--- Material for this task Enclosed Below ---

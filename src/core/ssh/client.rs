use crate::error::{Error, Result};
use crate::hosts::Target;
use crate::transport::{CommandOutput, Transport};
use std::io::Write;
use std::process::{Command, Stdio};

pub struct SshClient {
    pub label: String,
    pub host: String,
    pub user: String,
    pub port: u16,
    pub identity_file: Option<String>,
    /// When true, all commands run locally instead of over SSH.
    /// Set automatically when the host address is localhost/127.0.0.1/::1.
    pub is_local: bool,
}

impl SshClient {
    pub fn from_target(target: &Target) -> Result<Self> {
        let identity_file = match &target.identity_file {
            Some(path) if !path.is_empty() => {
                let expanded = shellexpand::tilde(path).to_string();
                if !std::path::Path::new(&expanded).exists() {
                    return Err(Error::ssh_identity_file_not_found(
                        target.label.clone(),
                        expanded,
                    ));
                }
                Some(expanded)
            }
            _ => None,
        };

        let is_local = is_local_host(&target.address);
        if is_local {
            log_status!("ssh", "Host '{}' is localhost, using local execution", target.label);
        }

        Ok(Self {
            label: target.label.clone(),
            host: target.address.clone(),
            user: target.user.clone(),
            port: target.port,
            identity_file,
            is_local,
        })
    }

    fn build_ssh_args(&self, command: Option<&str>, interactive: bool) -> Vec<String> {
        let mut args = Vec::new();

        if let Some(identity_file) = &self.identity_file {
            args.push("-i".to_string());
            args.push(identity_file.clone());
        }

        if self.port != 22 {
            args.push("-p".to_string());
            args.push(self.port.to_string());
        }

        // Non-interactive runs must never block on a prompt or a dead link.
        if !interactive {
            args.extend([
                "-o".to_string(),
                "BatchMode=yes".to_string(),
                "-o".to_string(),
                "ConnectTimeout=10".to_string(),
                "-o".to_string(),
                "ServerAliveInterval=15".to_string(),
                "-o".to_string(),
                "ServerAliveCountMax=3".to_string(),
            ]);
        }

        args.push(format!("{}@{}", self.user, self.host));

        if let Some(cmd) = command {
            args.push(cmd.to_string());
        }

        args
    }

    fn execute_with_retry(
        &self,
        command: &str,
        stdin: Option<&[u8]>,
        max_attempts: u32,
    ) -> CommandOutput {
        let backoff_secs = [0, 2, 5]; // delays before retry 1, 2, 3

        for attempt in 0..max_attempts {
            let result = self.execute_once(command, stdin);

            if result.success || attempt + 1 >= max_attempts || !is_connection_failure(&result) {
                return result;
            }

            let delay = backoff_secs.get(attempt as usize + 1).copied().unwrap_or(5);
            log_status!(
                "ssh",
                "Connection to {} failed (attempt {}/{}), retrying in {}s...",
                self.label,
                attempt + 1,
                max_attempts,
                delay
            );
            std::thread::sleep(std::time::Duration::from_secs(delay));
        }

        CommandOutput::failed(-1, "SSH retry exhausted")
    }

    fn execute_once(&self, command: &str, stdin: Option<&[u8]>) -> CommandOutput {
        if self.is_local {
            return execute_local_command(command, stdin);
        }

        let mut cmd = Command::new("ssh");
        cmd.args(self.build_ssh_args(Some(command), false));
        capture(cmd, stdin, "SSH error")
    }

    pub fn execute_interactive(&self, command: Option<&str>) -> i32 {
        if self.is_local {
            return execute_local_command_interactive(command.unwrap_or("bash"));
        }

        let args = self.build_ssh_args(command, true);

        let status = Command::new("ssh")
            .args(&args)
            .stdin(Stdio::inherit())
            .stdout(Stdio::inherit())
            .stderr(Stdio::inherit())
            .status();

        match status {
            Ok(s) => s.code().unwrap_or(-1),
            Err(_) => -1,
        }
    }
}

impl Transport for SshClient {
    fn execute(&self, command: &str, stdin: Option<&[u8]>) -> CommandOutput {
        if self.is_local {
            return execute_local_command(command, stdin);
        }
        self.execute_with_retry(command, stdin, 3)
    }

    fn describe(&self) -> String {
        if self.is_local {
            format!("local:{}", self.label)
        } else {
            format!("{}@{}", self.user, self.host)
        }
    }
}

pub fn execute_local_command(command: &str, stdin: Option<&[u8]>) -> CommandOutput {
    capture(shell_command(command), stdin, "Command error")
}

pub fn execute_local_command_interactive(command: &str) -> i32 {
    let status = shell_command(command)
        .stdin(Stdio::inherit())
        .stdout(Stdio::inherit())
        .stderr(Stdio::inherit())
        .status();

    match status {
        Ok(s) => s.code().unwrap_or(-1),
        Err(_) => -1,
    }
}

fn shell_command(command: &str) -> Command {
    #[cfg(windows)]
    let cmd = {
        let mut cmd = Command::new("cmd");
        cmd.args(["/C", command]);
        cmd
    };

    #[cfg(not(windows))]
    let cmd = {
        let mut cmd = Command::new("sh");
        cmd.args(["-c", command]);
        cmd
    };

    cmd
}

fn capture(mut cmd: Command, stdin: Option<&[u8]>, error_prefix: &str) -> CommandOutput {
    cmd.stdout(Stdio::piped()).stderr(Stdio::piped());
    cmd.stdin(if stdin.is_some() {
        Stdio::piped()
    } else {
        Stdio::null()
    });

    let mut child = match cmd.spawn() {
        Ok(child) => child,
        Err(e) => return CommandOutput::failed(-1, format!("{}: {}", error_prefix, e)),
    };

    if let (Some(bytes), Some(mut pipe)) = (stdin, child.stdin.take()) {
        if let Err(e) = pipe.write_all(bytes) {
            let _ = child.kill();
            return CommandOutput::failed(-1, format!("Failed to write stdin: {}", e));
        }
        // Dropping the pipe closes stdin so `cat > path` can finish.
    }

    match child.wait_with_output() {
        Ok(out) => CommandOutput {
            stdout: String::from_utf8_lossy(&out.stdout).to_string(),
            stderr: String::from_utf8_lossy(&out.stderr).to_string(),
            success: out.status.success(),
            exit_code: out.status.code().unwrap_or(-1),
        },
        Err(e) => CommandOutput::failed(-1, format!("{}: {}", error_prefix, e)),
    }
}

/// Check if a host address refers to the local machine.
pub fn is_local_host(host: &str) -> bool {
    matches!(host, "localhost" | "127.0.0.1" | "::1")
}

/// Only the ssh binary's own connection failure (exit 255) is retried.
/// Remote stderr is never inspected: the command may already have run.
fn is_connection_failure(output: &CommandOutput) -> bool {
    output.exit_code == 255
}

#[cfg(test)]
mod tests {
    use super::*;

    fn client(port: u16, identity: Option<&str>) -> SshClient {
        SshClient {
            label: "web1".to_string(),
            host: "10.0.0.5".to_string(),
            user: "deploy".to_string(),
            port,
            identity_file: identity.map(str::to_string),
            is_local: false,
        }
    }

    #[test]
    fn batch_args_include_timeouts() {
        let args = client(2222, Some("/keys/id")).build_ssh_args(Some("uptime"), false);
        assert_eq!(&args[..4], &["-i", "/keys/id", "-p", "2222"]);
        assert!(args.contains(&"BatchMode=yes".to_string()));
        assert_eq!(args[args.len() - 2], "deploy@10.0.0.5");
        assert_eq!(args[args.len() - 1], "uptime");
    }

    #[test]
    fn interactive_args_skip_batch_options() {
        let args = client(22, None).build_ssh_args(None, true);
        assert_eq!(args, vec!["deploy@10.0.0.5"]);
    }

    #[test]
    fn only_ssh_exit_255_counts_as_connection_failure() {
        assert!(is_connection_failure(&CommandOutput::failed(255, "")));
        assert!(!is_connection_failure(&CommandOutput::failed(
            2,
            "psql: could not connect to server: Connection refused"
        )));
        assert!(!is_connection_failure(&CommandOutput::failed(
            128,
            "ssh: Could not resolve hostname origin"
        )));
    }

    #[test]
    fn missing_identity_file_is_rejected() {
        let mut target = Target::new("web1", "10.0.0.5", "deploy");
        target.identity_file = Some("/nonexistent/stagehand/key".to_string());
        let err = SshClient::from_target(&target).err().map(|e| e.code.as_str());
        assert_eq!(err, Some("ssh.identity_file_not_found"));
    }

    #[cfg(unix)]
    #[test]
    fn remote_connection_errors_in_stderr_do_not_rerun_command() {
        let dir = tempfile::tempdir().unwrap();
        let log = dir.path().join("appended");
        let mut local = client(22, None);
        local.is_local = true;

        let command = format!(
            "echo line >> '{}'; echo 'psql: Connection refused' >&2; exit 2",
            log.display()
        );
        let out = local.execute(&command, None);

        assert_eq!(out.exit_code, 2);
        let lines = std::fs::read_to_string(&log).unwrap();
        assert_eq!(lines.lines().count(), 1);
    }

    #[cfg(unix)]
    #[test]
    fn local_execution_feeds_stdin() {
        let out = execute_local_command("cat", Some(b"hello"));
        assert!(out.success);
        assert_eq!(out.stdout, "hello");
    }
}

--- End of Enclosed Material for this task ---

• _Your goal_:
Show every line in the records above that contains the word "address".

• _Written solution_:
    /// Set automatically when the host address is localhost/127.0.0.1/::1.
        let is_local = is_local_host(&target.address);
            host: target.address.clone(),
/// Check if a host address refers to the local machine.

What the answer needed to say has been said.